**Task to complete**
State the number of lines in the records beneath that hold the word "FactMap", and add nothing.

Saved entries
use rulechain::{DecisionBookBuilder, Fact, FactMap, RuleState, Value};

fn main() {
    let book = DecisionBookBuilder::<Value, &'static str>::new()
        .decision("hard_deny", |d| {
            d.when(|f| f.get_as::<bool>("user.banned").unwrap_or(false))
                .then(|_, r| {
                    r.set("deny");
                    RuleState::Break
                })
        })
        .decision("restricted_region", |d| {
            d.when(|f| f.get_as::<&str>("request.region") == Ok("restricted"))
                .then(|_, r| {
                    r.set("deny");
                    RuleState::Break
                })
        })
        .decision("can_proceed", |d| {
            d.try_when(|f| {
                let age: i64 = f.get_as("user.age")?;
                let status: &str = f.get_as("user.status")?;
                Ok(age >= 18 && status == "active")
            })
            .then(|_, r| {
                r.set("proceed");
                RuleState::Next
            })
        })
        .with_default_result("review")
        .build()
        .expect("failed to build decision book");

    let facts = FactMap::new()
        .with(Fact::new("user.age", Value::Int(25)))
        .with(Fact::new("user.status", Value::from("active")))
        .with(Fact::new("user.banned", Value::Bool(false)))
        .with(Fact::new("request.region", Value::from("us-east")));

    let (result, trace) = book
        .evaluate_traced(&facts)
        .expect("evaluation failed");

    println!("Result: {result}");
    println!("{trace}");
    println!();
    println!("Evaluation order: {:?}", trace.evaluated());
    println!("Decisions that fired: {:?}", trace.fired());
    println!("Duration: {:?}", trace.duration());
}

**Answer below**
2